Nice work! Hey, we were looking for you during the afternoon at MACNA. Sorry we lost you. Did you score any deals on Sunday?

Joe
 
Thanks! It was a quick and easy modification that I feel was necessary. During the afternoon, I went and listened to one of the speakers for an hour, that's probably when we got separated. Check out the MACNA XXI thread for a pic of the Sunday deals.
 
Update:
I set up a 45 gal fuge, drilled sump and ran all new plumbing this weekend. All went according to plan = NO LEAKS :D Also set up a 29 gal tank for my kalk top off water.

Spin-off project:
Started to alter the stand for the fuge which will become an electrical cabinet to protect ballasts, controller and other items I want to keep dry. I'll take some pics of everything once I clean up the rats nest of wiring I have going on.
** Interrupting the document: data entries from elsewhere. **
use sqlx::PgPool;

#[derive(Clone)]
pub struct SqlxUserRepo {
    pub pool: PgPool,
}

#[derive(Clone)]
pub struct SqlxAlbumRepo {
    pub pool: PgPool,
}

#[derive(Clone)]
pub struct SqlxImageRepo {
    pub pool: PgPool,
}
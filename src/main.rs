use actix_cors::Cors;
use actix_files::Files;
use actix_web::{middleware::NormalizePath, web, App, HttpServer};
use tracing_actix_web::TracingLogger;

use album_backend::{
    db::postgres::create_pool,
    graceful_shutdown::shutdown_signal,
    routes::configure_routes,
    settings::AppConfig,
    AppState, UPLOADS_PUBLIC_PREFIX,
};

#[actix_web::main]
async fn main() -> std::io::Result<()> {
    tracing_subscriber::fmt::init();

    let config = match AppConfig::new() {
        Ok(cfg) => {
            tracing::info!("Loaded configuration: {:?}", cfg);
            cfg
        },
        Err(e) => {
            tracing::error!("Configuration error: {}", e);
            std::process::exit(1);
        }
    };

    let pool = create_pool(&config.database_url)
        .await
        .expect("Failed to create database connection pool");

    sqlx::migrate!("./migrations")
        .run(&pool)
        .await
        .expect("Failed to run database migrations");

    tokio::fs::create_dir_all(&config.uploads_dir)
        .await
        .expect("Failed to create uploads directory");

    let app_state = web::Data::new(AppState::new(&config, pool.clone()));

    let server_addr = format!("{}:{}", config.host, config.port);

    tracing::info!(
        "🚀 Starting {} v{} on {}",
        config.name,
        env!("CARGO_PKG_VERSION"),
        server_addr
    );

    let worker_count = config.worker_count;
    let server_config = config.clone();

    let server = HttpServer::new(move || {
        App::new()
            .app_data(app_state.clone())
            .wrap(NormalizePath::trim())
            .wrap(TracingLogger::default())
            .wrap(build_cors(&server_config))
            .configure(configure_routes)
            .service(Files::new(UPLOADS_PUBLIC_PREFIX, server_config.uploads_dir.clone()))
    })
    .workers(worker_count)
    .bind(server_addr)?
    .run();

    tokio::select! {
        res = server => res,
        _ = shutdown_signal() => Ok(()),
    }
}

fn build_cors(config: &AppConfig) -> Cors {
    let origins = config.cors_origins();

    if origins.iter().any(|o| o == "*") {
        return Cors::permissive();
    }

    origins
        .iter()
        .fold(Cors::default(), |cors, origin| cors.allowed_origin(origin))
        .allow_any_method()
        .allow_any_header()
        .supports_credentials()
        .max_age(3600)
}
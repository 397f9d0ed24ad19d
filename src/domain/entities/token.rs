use serde::{Serialize, Deserialize};

/// Claims carried by the access token. `sub` is the user id.
#[derive(Debug, Serialize, Deserialize, Clone)]
pub struct Claims {
    pub sub: String,
    pub email: String,
    pub exp: usize,
    pub iat: usize,
}
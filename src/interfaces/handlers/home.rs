use actix_web::{get, HttpResponse, Responder};

#[get("/")]
pub async fn home() -> impl Responder {
    HttpResponse::Ok().json(serde_json::json!({
        "message": "Welcome to the Photo Album API!",
        "status": "Ok",
        "version": env!("CARGO_PKG_VERSION"),
    }))
}
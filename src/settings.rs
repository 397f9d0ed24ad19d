use config::{Config, ConfigError, Environment, File};
use serde::Deserialize;
use dotenv::dotenv;
use jsonwebtoken::{DecodingKey, EncodingKey};
use std::{env, fmt, str::FromStr};
use zeroize::Zeroizing;

#[derive(Debug, Deserialize, Clone, PartialEq)]
#[serde(rename_all = "lowercase")]
pub enum AppEnvironment {
    Development,
    Production,
    Testing,
}

impl FromStr for AppEnvironment {
    type Err = ConfigError;

    fn from_str(s: &str) -> Result<Self, Self::Err> {
        match s.to_lowercase().as_str() {
            "development" => Ok(AppEnvironment::Development),
            "production" => Ok(AppEnvironment::Production),
            "testing" => Ok(AppEnvironment::Testing),
            _ => Err(ConfigError::Message(format!("Invalid environment: {}", s))),
        }
    }
}

#[derive(Deserialize, Clone)]
#[serde(rename_all = "snake_case")]
pub struct AppConfig {
    #[serde(default = "default_env")]
    pub env: AppEnvironment,

    #[serde(default = "default_name")]
    pub name: String,

    #[serde(default = "default_port")]
    pub port: u16,

    #[serde(default = "default_host")]
    pub host: String,

    #[serde(default = "default_worker_count")]
    pub worker_count: usize,

    #[serde(default)]
    pub database_url: String,

    #[serde(default = "default_cors_origins")]
    pub cors_allowed_origins: Vec<String>,

    #[serde(default)]
    pub jwt_secret: String,

    #[serde(default = "default_jwt_expiration")]
    pub jwt_expiration_minutes: i64,

    #[serde(default = "default_uploads_dir")]
    pub uploads_dir: String,
}

fn default_env() -> AppEnvironment {
    AppEnvironment::Development
}
fn default_name() -> String {
    "Album-API".to_string()
}
fn default_port() -> u16 {
    7000
}
fn default_host() -> String {
    "127.0.0.1".to_string()
}
fn default_worker_count() -> usize {
    num_cpus::get()
}
fn default_cors_origins() -> Vec<String> {
    vec!["*".to_string()]
}
fn default_jwt_expiration() -> i64 {
    60 * 24
}
fn default_uploads_dir() -> String {
    "uploads".to_string()
}

impl AppConfig {
    pub fn new() -> Result<Self, ConfigError> {
        dotenv().ok();

        let raw_env = env::var("APP_ENV").unwrap_or_else(|_| "development".into());
        let env_name = AppEnvironment::from_str(&raw_env)
            .map_err(|_| ConfigError::Message(format!("Invalid APP_ENV value: {}", raw_env)))?;

        let builder = Config::builder()
            .add_source(File::with_name("config/default").required(false))
            .add_source(File::with_name(&format!("config/{}", env_name.to_string().to_lowercase())).required(false))
            .add_source(Environment::with_prefix("APP").separator("_").ignore_empty(true));

        let mut config: Self = builder.build()?.try_deserialize()?;

        config.env = env_name;

        // Inject critical env values if missing
        config.database_url = fill_or_env(config.database_url, "APP_DATABASE_URL")?;
        config.jwt_secret = fill_or_env(config.jwt_secret, "APP_JWT_SECRET")?;

        config.validate()?;
        Ok(config)
    }

    fn validate(&self) -> Result<(), ConfigError> {
        let mut errors = Vec::new();

        if self.database_url.trim().is_empty() {
            errors.push("DATABASE_URL cannot be empty");
        }
        if self.jwt_secret.len() < 32 {
            errors.push("JWT_SECRET must be at least 32 characters");
        }
        if self.uploads_dir.trim().is_empty() {
            errors.push("UPLOADS_DIR cannot be empty");
        }
        if self.is_production() && self.cors_origins().iter().any(|o| o == "*") {
            errors.push("Wildcard CORS (*) is not allowed in production");
        }

        if errors.is_empty() {
            Ok(())
        } else {
            Err(ConfigError::Message(errors.join(", ")))
        }
    }

    pub fn is_production(&self) -> bool {
        self.env == AppEnvironment::Production
    }

    pub fn cors_origins(&self) -> Vec<String> {
        self.cors_allowed_origins
            .iter()
            .flat_map(|origin| origin.split(','))
            .map(|s| s.trim().to_string())
            .filter(|s| !s.is_empty())
            .collect()
    }
}

fn fill_or_env(current: String, env_key: &str) -> Result<String, ConfigError> {
    if current.trim().is_empty() {
        env::var(env_key).map_err(|_| ConfigError::Message(format!("{env_key} must be set")))
    } else {
        Ok(current)
    }
}

impl fmt::Display for AppEnvironment {
    fn fmt(&self, f: &mut fmt::Formatter<'_>) -> fmt::Result {
        let s = match self {
            AppEnvironment::Development => "development",
            AppEnvironment::Production => "production",
            AppEnvironment::Testing => "testing",
        };
        write!(f, "{s}")
    }
}

trait Redact {
    fn redact(&self) -> &str;
}

impl Redact for str {
    fn redact(&self) -> &str {
        if self.is_empty() {
            "[MISSING]"
        } else if self.len() < 32 {
            "[TOO_SHORT]"
        } else {
            "[REDACTED]"
        }
    }
}

impl Redact for String {
    fn redact(&self) -> &str {
        self.as_str().redact()
    }
}

impl fmt::Debug for AppConfig {
    fn fmt(&self, f: &mut fmt::Formatter<'_>) -> fmt::Result {
        f.debug_struct("AppConfig")
            .field("env", &self.env)
            .field("name", &self.name)
            .field("port", &self.port)
            .field("host", &self.host)
            .field("worker_count", &self.worker_count)
            .field("database_url", &self.database_url.redact())
            .field("cors_allowed_origins", &self.cors_allowed_origins)
            .field("jwt_secret", &self.jwt_secret.redact())
            .field("jwt_expiration_minutes", &self.jwt_expiration_minutes)
            .field("uploads_dir", &self.uploads_dir)
            .finish()
    }
}

#[derive(Clone)]
pub struct JwtKeys {
    pub encoding: EncodingKey,
    pub decoding: DecodingKey,
}

impl From<&AppConfig> for JwtKeys {
    fn from(config: &AppConfig) -> Self {
        let jwt_secret = Zeroizing::new(config.jwt_secret.clone());

        JwtKeys {
            encoding: EncodingKey::from_secret(jwt_secret.as_bytes()),
            decoding: DecodingKey::from_secret(jwt_secret.as_bytes()),
        }
    }
}

impl fmt::Debug for JwtKeys {
    fn fmt(&self, f: &mut fmt::Formatter<'_>) -> fmt::Result {
        f.debug_struct("JwtKeys")
            .field("encoding", &"[REDACTED]")
            .field("decoding", &"[REDACTED]")
            .finish()
    }
}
I'd also like to thank Jandree22/Joel for the frags and fish. All are doing well:)

Brian
 
Brian, can you post some details on your auto topoff system? I am planning/dreaming ahead and like the clean look of yours and was wondering about the details. Also, if others have info on their own, that would be great. Thanks.
 
Once it's up and running, you'll have to let me know how loud that ReeFlo is. I'm searching for a quiet external return pump since I don't know if I'll have an equipment room or not when I move.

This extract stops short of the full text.